Augusta lawyer pleas down from felony rape to misdemeanors
12:00 pm, June 12th, 2012
The Augusta Chronicle reported that trial lawyer Joseph Neal Jr. has been sentenced to 100 hours of community service at a waste water treatment plant and three years of probation in a plea bargain that reduced a felony rape charge to misdemeanors.
The plea deal followed a morning of testimony from an 18-year-old baby sitter who claimed she was sexually assaulted Dec. 16 by Neal, 43, and his now ex-wife, the Chronicle reported. The newspaper said Augusta Superior Court Judge James Blanchard called the sewage treatment plant sentence “in keeping with the conduct in this case.” The misdemeanors include furnishing alcohol to someone under 21, possession of marijuana and disorderly conduct.

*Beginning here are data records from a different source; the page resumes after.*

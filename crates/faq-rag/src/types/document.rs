//! Document, chunk and index entry types

use serde::{Deserialize, Serialize};
use std::path::PathBuf;

/// Raw source document, read once per query
#[derive(Debug, Clone, PartialEq, Eq, Serialize, Deserialize)]
pub struct Document {
    /// Path the document was read from
    pub source_path: PathBuf,
    /// Full UTF-8 text content
    pub content: String,
}

impl Document {
    /// Create a new document
    pub fn new(source_path: impl Into<PathBuf>, content: impl Into<String>) -> Self {
        Self {
            source_path: source_path.into(),
            content: content.into(),
        }
    }

    /// Length of the content in characters
    pub fn char_len(&self) -> usize {
        self.content.chars().count()
    }
}

/// Bounded slice of a document, the unit of retrieval
#[derive(Debug, Clone, PartialEq, Eq, Serialize, Deserialize)]
pub struct Chunk {
    /// Chunk text
    pub text: String,
    /// Position of the chunk within its document
    pub order_index: usize,
}

impl Chunk {
    /// Create a new chunk
    pub fn new(text: impl Into<String>, order_index: usize) -> Self {
        Self {
            text: text.into(),
            order_index,
        }
    }
}

/// A chunk paired with its embedding vector
#[derive(Debug, Clone)]
pub struct IndexEntry {
    pub chunk: Chunk,
    pub vector: Vec<f32>,
}

impl IndexEntry {
    pub fn new(chunk: Chunk, vector: Vec<f32>) -> Self {
        Self { chunk, vector }
    }
}
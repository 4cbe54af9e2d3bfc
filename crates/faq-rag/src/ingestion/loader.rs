//! Source document loader

use std::path::Path;

use crate::error::{Error, Result};
use crate::types::Document;

/// Read the whole FAQ file into a [`Document`].
///
/// Missing, unreadable and non-UTF-8 files all surface as
/// [`Error::FileAccess`].
pub async fn load_document(path: &Path) -> Result<Document> {
    let content = tokio::fs::read_to_string(path)
        .await
        .map_err(|e| Error::file_access(path, e))?;

    tracing::debug!("Loaded {} ({} bytes)", path.display(), content.len());

    Ok(Document::new(path, content))
}
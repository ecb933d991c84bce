use std::process;

use anyhow::Result;
use tracing_subscriber::EnvFilter;

use logkv::cli::shell::run_shell;
use logkv::db::Db;
use logkv::io::file::StdFileIo;

fn main() -> Result<()> {
    let env_filter = EnvFilter::try_from_default_env().unwrap_or_else(|_| EnvFilter::new("info"));
    tracing_subscriber::fmt()
        .with_env_filter(env_filter)
        .with_target(false)
        .init();

    let args: Vec<String> = std::env::args().collect();
    if args.len() > 4 || args.get(1).map(|a| a == "-h" || a == "--help").unwrap_or(false) {
        eprintln!("Usage: {} [dir] [logfile] [indexfile]", args[0]);
        process::exit(1);
    }
    let dir = args.get(1).map(String::as_str).unwrap_or(".");
    let log_name = args.get(2).map(String::as_str).unwrap_or("data.log");
    let index_name = args.get(3).map(String::as_str).unwrap_or("data.idx");

    let db = Db::open(StdFileIo::new(dir), StdFileIo::new(dir), log_name, index_name)?;
    run_shell(db)
}
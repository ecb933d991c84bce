use anyhow::Result;
use rustyline::{error::ReadlineError, DefaultEditor};

use crate::db::Db;
use crate::io::file::FileIo;

const HELP: &str = "\
commands:
  append <key> <type> <text>   append a record
  get <key>                    read a record's payload
  del <key>                    mark a record deleted
  status <index> <value>       set the user status byte
  entry <index>                show an index entry
  find <key>                   exact key lookup
  locate <key>                 first key >= <key>
  scan                         list all index entries
  stats                        engine counters
  help                         this text
  exit";

/// Interactive inspector over an opened database.
pub fn run_shell<L: FileIo, I: FileIo>(mut db: Db<L, I>) -> Result<()> {
    let mut rl = DefaultEditor::new()?;
    println!("logkv shell, {} entries. Type 'help' for commands.", db.index_count());
    loop {
        match rl.readline("logkv> ") {
            Ok(line) => {
                let line = line.trim();
                if line.is_empty() {
                    continue;
                }
                let _ = rl.add_history_entry(line);
                if line == "exit" || line == "quit" {
                    break;
                }
                if let Err(e) = dispatch(&mut db, line) {
                    println!("error: {e}");
                }
            }
            Err(ReadlineError::Interrupted) | Err(ReadlineError::Eof) => break,
            Err(err) => {
                println!("error: {err:?}");
                break;
            }
        }
    }
    db.close()?;
    Ok(())
}

fn dispatch<L: FileIo, I: FileIo>(db: &mut Db<L, I>, line: &str) -> Result<()> {
    let mut parts = line.split_whitespace();
    let cmd = parts.next().unwrap_or_default();
    match cmd {
        "help" => println!("{HELP}"),
        "append" => {
            let key: u32 = parse(parts.next())?;
            let record_type: u8 = parse(parts.next())?;
            let rest = line
                .splitn(4, char::is_whitespace)
                .nth(3)
                .unwrap_or_default();
            db.append(key, record_type, rest.as_bytes())?;
            println!("ok");
        }
        "get" => {
            let key: u32 = parse(parts.next())?;
            let mut buf = vec![0u8; u16::MAX as usize];
            let n = db.get(key, &mut buf)?;
            println!("{} bytes: {}", n, String::from_utf8_lossy(&buf[..n]));
        }
        "del" => {
            let key: u32 = parse(parts.next())?;
            db.delete_record(key)?;
            println!("ok");
        }
        "status" => {
            let index: u32 = parse(parts.next())?;
            let value: u8 = parse(parts.next())?;
            db.update_status(index, value)?;
            println!("ok");
        }
        "entry" => {
            let index: u32 = parse(parts.next())?;
            let e = db.get_index_entry(index)?;
            println!(
                "key={} offset={} status={:#04x} internal={:#04x}",
                e.key, e.offset, e.status, e.internal_status
            );
        }
        "find" => {
            let key: u32 = parse(parts.next())?;
            match db.find_key(key)? {
                Some(pos) => println!("index {pos}"),
                None => println!("not found"),
            }
        }
        "locate" => {
            let key: u32 = parse(parts.next())?;
            match db.locate_key(key)? {
                Some(pos) => {
                    let e = db.get_index_entry(pos)?;
                    println!("index {pos} (key {})", e.key);
                }
                None => println!("no key at or above"),
            }
        }
        "scan" => {
            for i in 0..db.index_count() {
                let e = db.get_index_entry(i)?;
                let mark = if e.is_deleted() { " [deleted]" } else { "" };
                println!("{i:>6}  key={} offset={} status={:#04x}{mark}", e.key, e.offset, e.status);
            }
        }
        "stats" => println!("{}", db.stats()?),
        other => println!("unknown command '{other}', try 'help'"),
    }
    Ok(())
}

fn parse<T: std::str::FromStr>(arg: Option<&str>) -> Result<T>
where
    T::Err: std::error::Error + Send + Sync + 'static,
{
    let arg = arg.ok_or_else(|| anyhow::anyhow!("missing argument"))?;
    Ok(arg.parse()?)
}
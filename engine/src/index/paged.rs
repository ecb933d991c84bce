//! Disk-backed sorted index, paged through a single in-memory page.
//!
//! The index file is a header followed by pages of `PAGE_CAPACITY` entries,
//! globally sorted by key. Position `g` lives on page `g / PAGE_CAPACITY`
//! at slot `g % PAGE_CAPACITY`, so every page except the last is exactly
//! full. At most one page is held in memory; mutations mark it dirty and
//! flushing is deferred until the page fills, another page is needed, or
//! the index is closed.

use std::io::{self, ErrorKind};

use tracing::{debug, trace};

use crate::error::{DbError, Result};
use crate::io::file::{FileIo, OpenMode};
use crate::storage::layout::{
    IndexEntry, IndexFileHeader, INDEX_VERSION, MAGIC, PAGE_CAPACITY,
};

const PAGE_BYTES: usize = PAGE_CAPACITY * IndexEntry::SIZE;

#[derive(Debug)]
pub struct PagedIndex<F: FileIo> {
    io: F,
    name: String,
    page: [IndexEntry; PAGE_CAPACITY],
    current_page: u32,
    page_loaded: bool,
    page_dirty: bool,
    count: u32,
}

impl<F: FileIo> PagedIndex<F> {
    pub fn new(io: F, name: &str) -> Self {
        PagedIndex {
            io,
            name: name.to_string(),
            page: [IndexEntry::default(); PAGE_CAPACITY],
            current_page: 0,
            page_loaded: false,
            page_dirty: false,
            count: 0,
        }
    }

    pub fn name(&self) -> &str {
        &self.name
    }

    /// Total entries, live and tombstoned.
    pub fn count(&self) -> u32 {
        self.count
    }

    /// Pages implied by the current count.
    pub fn page_count(&self) -> u32 {
        self.count.div_ceil(PAGE_CAPACITY as u32)
    }

    /// Reads the header (absent file means an empty index), materialises a
    /// fresh index file when needed, and validates key order.
    pub fn open_or_create(&mut self) -> Result<()> {
        self.count = 0;
        self.current_page = 0;
        self.page_loaded = false;
        self.page_dirty = false;
        self.load_header()?;
        if self.count == 0 {
            self.save_header()?;
        }
        self.validate()
    }

    /// Flushes any dirty page. Call before dropping the index; `Db` wires
    /// this into its own close path.
    pub fn close(&mut self) -> Result<()> {
        self.flush_page()
    }

    fn load_header(&mut self) -> Result<()> {
        match self.io.open(&self.name, OpenMode::Read) {
            Err(e) if e.kind() == ErrorKind::NotFound => {
                debug!(file = %self.name, "index file absent, starting empty");
                Ok(())
            }
            Err(e) => Err(e.into()),
            Ok(()) => {
                let mut buf = [0u8; IndexFileHeader::SIZE];
                let res = self.io.read(&mut buf);
                self.io.close();
                let n = res?;
                if n == 0 {
                    // zero-length file: not yet extended, same as absent
                    return Ok(());
                }
                let header = IndexFileHeader::decode(&buf)?;
                if header.magic != MAGIC {
                    return Err(DbError::BadMagic {
                        found: header.magic,
                    });
                }
                if header.version != INDEX_VERSION {
                    return Err(DbError::BadVersion {
                        found: header.version,
                    });
                }
                self.count = header.count;
                Ok(())
            }
        }
    }

    fn save_header(&mut self) -> Result<()> {
        match self.io.open(&self.name, OpenMode::ReadWrite) {
            Ok(()) => {}
            Err(e) if e.kind() == ErrorKind::NotFound => {
                self.io.open(&self.name, OpenMode::WriteNew)?;
            }
            Err(e) => return Err(e.into()),
        }
        let header = IndexFileHeader::new(self.count);
        let res = (|io: &mut F| -> Result<()> {
            io.seek(0)?;
            write_all(io, &header.encode())
        })(&mut self.io);
        self.io.close();
        res
    }

    /// Entries stored on `page` according to the current count.
    fn entries_in_page(&self, page: u32) -> usize {
        let first = u64::from(page) * PAGE_CAPACITY as u64;
        let count = u64::from(self.count);
        if count <= first {
            0
        } else {
            ((count - first) as usize).min(PAGE_CAPACITY)
        }
    }

    fn page_offset(page: u32) -> Result<u32> {
        let off = IndexFileHeader::SIZE as u64 + u64::from(page) * PAGE_BYTES as u64;
        u32::try_from(off).map_err(|_| {
            DbError::Io(io::Error::new(
                ErrorKind::InvalidInput,
                "index page offset overflow",
            ))
        })
    }

    /// Writes the used portion of the in-memory page, then rewrites the
    /// header so the on-disk count matches. No-op while clean.
    pub fn flush_page(&mut self) -> Result<()> {
        if !self.page_dirty {
            return Ok(());
        }
        let used = self.entries_in_page(self.current_page);
        trace!(page = self.current_page, used, "flushing index page");

        let mut buf = vec![0u8; used * IndexEntry::SIZE];
        for (i, entry) in self.page[..used].iter().enumerate() {
            entry.encode_into(&mut buf[i * IndexEntry::SIZE..(i + 1) * IndexEntry::SIZE]);
        }

        self.io.open(&self.name, OpenMode::ReadWrite)?;
        let offset = Self::page_offset(self.current_page)?;
        let res = (|io: &mut F| -> Result<()> {
            io.seek(offset)?;
            write_all(io, &buf)
        })(&mut self.io);
        self.io.close();
        res?;

        self.save_header()?;
        self.page_dirty = false;
        Ok(())
    }

    /// Loads `page` into memory, flushing the previous page first. Slots
    /// the file does not cover yet are zero-filled.
    pub fn load_page(&mut self, page: u32) -> Result<()> {
        self.flush_page()?;
        trace!(page, "loading index page");

        self.page = [IndexEntry::default(); PAGE_CAPACITY];
        let expected = self.entries_in_page(page);
        if expected > 0 {
            self.io.open(&self.name, OpenMode::Read)?;
            let offset = Self::page_offset(page)?;
            let mut buf = vec![0u8; expected * IndexEntry::SIZE];
            let res = (|io: &mut F| -> Result<usize> {
                io.seek(offset)?;
                io.read(&mut buf).map_err(DbError::from)
            })(&mut self.io);
            self.io.close();
            // a short read means the file has not been extended this far;
            // the zero-initialised remainder of `buf` stands in
            res?;
            for (i, slot) in self.page[..expected].iter_mut().enumerate() {
                *slot = IndexEntry::decode(&buf[i * IndexEntry::SIZE..(i + 1) * IndexEntry::SIZE])?;
            }
        }

        self.current_page = page;
        self.page_loaded = true;
        self.page_dirty = false;
        Ok(())
    }

    fn ensure_page(&mut self, page: u32) -> Result<()> {
        if self.page_loaded && self.current_page == page {
            return Ok(());
        }
        self.load_page(page)
    }

    /// Returns the entry at global position `global` by value.
    pub fn entry(&mut self, global: u32) -> Result<IndexEntry> {
        if global >= self.count {
            return Err(DbError::OutOfBounds {
                position: global,
                count: self.count,
            });
        }
        let page = global / PAGE_CAPACITY as u32;
        let slot = (global % PAGE_CAPACITY as u32) as usize;
        self.ensure_page(page)?;
        Ok(self.page[slot])
    }

    /// Overwrites the entry at `global` in memory and marks the page dirty.
    pub fn set_entry(&mut self, global: u32, entry: IndexEntry) -> Result<()> {
        if global >= self.count {
            return Err(DbError::OutOfBounds {
                position: global,
                count: self.count,
            });
        }
        let page = global / PAGE_CAPACITY as u32;
        let slot = (global % PAGE_CAPACITY as u32) as usize;
        self.ensure_page(page)?;
        self.page[slot] = entry;
        self.page_dirty = true;
        Ok(())
    }

    /// Smallest position whose key is `>= key`; `count` when none is.
    pub fn lower_bound(&mut self, key: u32) -> Result<u32> {
        let mut low = 0u32;
        let mut high = self.count;
        while low < high {
            let mid = low + (high - low) / 2;
            if self.entry(mid)?.key < key {
                low = mid + 1;
            } else {
                high = mid;
            }
        }
        Ok(low)
    }

    /// Exact-match search. Tombstoned entries are still found; the caller
    /// decides what a tombstone means.
    pub fn search(&mut self, key: u32) -> Result<Option<u32>> {
        let pos = self.lower_bound(key)?;
        if pos < self.count && self.entry(pos)?.key == key {
            Ok(Some(pos))
        } else {
            Ok(None)
        }
    }

    /// Position of the smallest key `>= key`, if any.
    pub fn locate_key(&mut self, key: u32) -> Result<Option<u32>> {
        let pos = self.lower_bound(key)?;
        Ok((pos < self.count).then_some(pos))
    }

    pub fn next_key(&self, current: u32) -> Option<u32> {
        let next = current.checked_add(1)?;
        (next < self.count).then_some(next)
    }

    pub fn prev_key(&self, current: u32) -> Option<u32> {
        (current > 0 && current < self.count).then(|| current - 1)
    }

    /// Inserts a new entry in sorted position. The key must not already be
    /// present; tombstone revival bypasses insertion entirely and goes
    /// through [`set_entry`].
    pub fn insert(&mut self, key: u32, offset: u32, status: u8, internal_status: u8) -> Result<()> {
        let pos = self.lower_bound(key)?;
        if pos < self.count && self.entry(pos)?.key == key {
            return Err(DbError::DuplicateKey(key));
        }
        // also guard the slot below the insertion point
        if pos > 0 && self.entry(pos - 1)?.key == key {
            return Err(DbError::DuplicateKey(key));
        }

        let entry = IndexEntry {
            key,
            offset,
            status,
            internal_status,
        };
        let target = pos / PAGE_CAPACITY as u32;
        let slot = (pos % PAGE_CAPACITY as u32) as usize;
        self.ensure_page(target)?;
        let occupied = self.entries_in_page(target);

        if occupied < PAGE_CAPACITY {
            self.page.copy_within(slot..occupied, slot + 1);
            self.page[slot] = entry;
            self.count += 1;
            self.page_dirty = true;
            if occupied + 1 == PAGE_CAPACITY {
                self.flush_page()?;
            }
            Ok(())
        } else {
            self.spill_insert(target, slot, entry)
        }
    }

    /// Inserts into a full page by shifting it right and carrying its last
    /// entry into the successor page, cascading while successors are full.
    /// The carry walking off the last full page is what grows the index by
    /// a page. Keeps every page densely packed and globally sorted.
    fn spill_insert(&mut self, target: u32, slot: usize, entry: IndexEntry) -> Result<()> {
        debug!(page = target, slot, key = entry.key, "index page full, spilling forward");

        let mut carry = self.page[PAGE_CAPACITY - 1];
        self.page.copy_within(slot..PAGE_CAPACITY - 1, slot + 1);
        self.page[slot] = entry;
        self.page_dirty = true;

        let mut page = target + 1;
        loop {
            // occupancy before this insertion; count is bumped at the end
            let occupied = self.entries_in_page(page);
            self.ensure_page(page)?;
            if occupied == PAGE_CAPACITY {
                let next_carry = self.page[PAGE_CAPACITY - 1];
                self.page.copy_within(0..PAGE_CAPACITY - 1, 1);
                self.page[0] = carry;
                self.page_dirty = true;
                carry = next_carry;
                page += 1;
            } else {
                self.page.copy_within(0..occupied, 1);
                self.page[0] = carry;
                self.page_dirty = true;
                break;
            }
        }

        self.count += 1;
        self.flush_page()
    }

    /// Count of entries whose internal status has every bit of
    /// `must_be_set` set and every bit of `must_be_clear` clear.
    pub fn record_count(&mut self, must_be_set: u8, must_be_clear: u8) -> Result<u32> {
        let mut matched = 0;
        for i in 0..self.count {
            let entry = self.entry(i)?;
            if mask_matches(entry.internal_status, must_be_set, must_be_clear) {
                matched += 1;
            }
        }
        Ok(matched)
    }

    /// First entry in ascending order satisfying the internal status masks.
    pub fn first_matching(
        &mut self,
        must_be_set: u8,
        must_be_clear: u8,
    ) -> Result<Option<(u32, IndexEntry)>> {
        for i in 0..self.count {
            let entry = self.entry(i)?;
            if mask_matches(entry.internal_status, must_be_set, must_be_clear) {
                return Ok(Some((i, entry)));
            }
        }
        Ok(None)
    }

    /// Positions of up to `max` entries whose caller-visible status equals
    /// `status`.
    pub fn find_by_status(&mut self, status: u8, max: usize) -> Result<Vec<u32>> {
        let mut results = Vec::new();
        for i in 0..self.count {
            if results.len() == max {
                break;
            }
            if self.entry(i)?.status == status {
                results.push(i);
            }
        }
        Ok(results)
    }

    /// Checks strictly ascending key order: within the first page, and
    /// across every page boundary when the index spans several pages.
    pub fn validate(&mut self) -> Result<()> {
        if self.count == 0 {
            return Ok(());
        }
        self.ensure_page(0)?;
        let entries = self.entries_in_page(0);
        for i in 0..entries - 1 {
            if self.page[i].key >= self.page[i + 1].key {
                return Err(DbError::Corruption { position: i as u32 });
            }
        }
        for page in 1..self.page_count() {
            let boundary = page * PAGE_CAPACITY as u32;
            let before = self.entry(boundary - 1)?;
            let after = self.entry(boundary)?;
            if before.key >= after.key {
                return Err(DbError::Corruption { position: boundary });
            }
        }
        Ok(())
    }
}

fn mask_matches(internal_status: u8, must_be_set: u8, must_be_clear: u8) -> bool {
    internal_status & must_be_set == must_be_set && internal_status & must_be_clear == 0
}

fn write_all<F: FileIo>(io: &mut F, bytes: &[u8]) -> Result<()> {
    let n = io.write(bytes)?;
    if n != bytes.len() {
        return Err(DbError::Io(io::Error::new(
            ErrorKind::WriteZero,
            "short write to index file",
        )));
    }
    Ok(())
}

The disorderly conduct charge was based on text messages he sent to the victim in which he allegedly described himself as a “sex god,” and said, “You can be our babysitter and sex slave LOL.”
The website of Neal Law Office describes Neal, an Augusta native and son of a trial lawyer, as a former assistant district attorney for the Augusta Judicial Circuit from 1993 to 1996 who prosecuted 1,000 felony cases and tried 100 of them before juries. In 1996, Neal took his experience into private practice, first with his father and then, starting in 2000, with his own firm, specializing in personal injury and wrongful death.
Neal’s bar listing shows he was admitted in 1993 after graduating from Mercer University Law School.




June 18th, 2012 at 1:47 pm
I’m curious why no mention was made of any putative attorney licensing ramifications resulting from the plea – i.e. does Mr. Neal face any risk of losing his GA law license/Bar membership as a consequence? I have no opinion one way or the other [without knowing a lot more about the case] in this particular instance, but If I were to opine on the topic, I would say that I generally believe one’s private life and alleged “bad acts” should be completely separate and distinct from one’s professional endeavors/licensure, and that barring the most unusual circumstances, one’s legal “troubles” (assuming they are not directly related to the representation of a specific client) should have no bearing on one’s ability to practice law.
July 12th, 2012 at 4:39 pm
An attorney’s “private” acts are NOT separate and distinct from his professional licensure when such acts involve moral turpitude… I would refer you to Georgia’s Rules of Professional Conduct, Rule 8.4.
March 31st, 2013 at 9:47 pm
Julie, do you not know the meaning of the word “opine”? It means to offer an OPINION. As is clearly evident from my original post/comment, I was explicitly NOT referring to the Rules [insofar the issue germane to this discussion - i.e. the second half of my comment], but rather my PERSONAL OPINION on the matter. I know very well what the Rules are, thank you very much, but I was OPINING that, to the extent this charge MIGHT be considered a crime of moral turpitude, I do not agree that it should have a bearing on his licensure. Said yet another way, I do not believe that one’s guilt or conviction of a sex crime is in any way indicative of his or her competency in the practice of law (though I am aware of the other ostensible justifications for the Rule).
April 26th, 2013 at 1:58 pm
This sounds like a rebellious baby sitter meets the older man scenario. Given the above article, it doesn’t sound there was force, but more like a night of drinking, smoking pot, rather unique text messages, and who knows what else. No force involved, no trauma, no medical evaluation at the ER. This doesn’t excuse the attorneys conduct, but given the actual crime plead to, I would honestly hope if the girl was forcibly raped, then far more than 100 hours of community service would be dictated. No doubt if an attorney committed forcible rape, such good PR for the DA would not be passed up and Nancey Grace would be setting up outside the court house.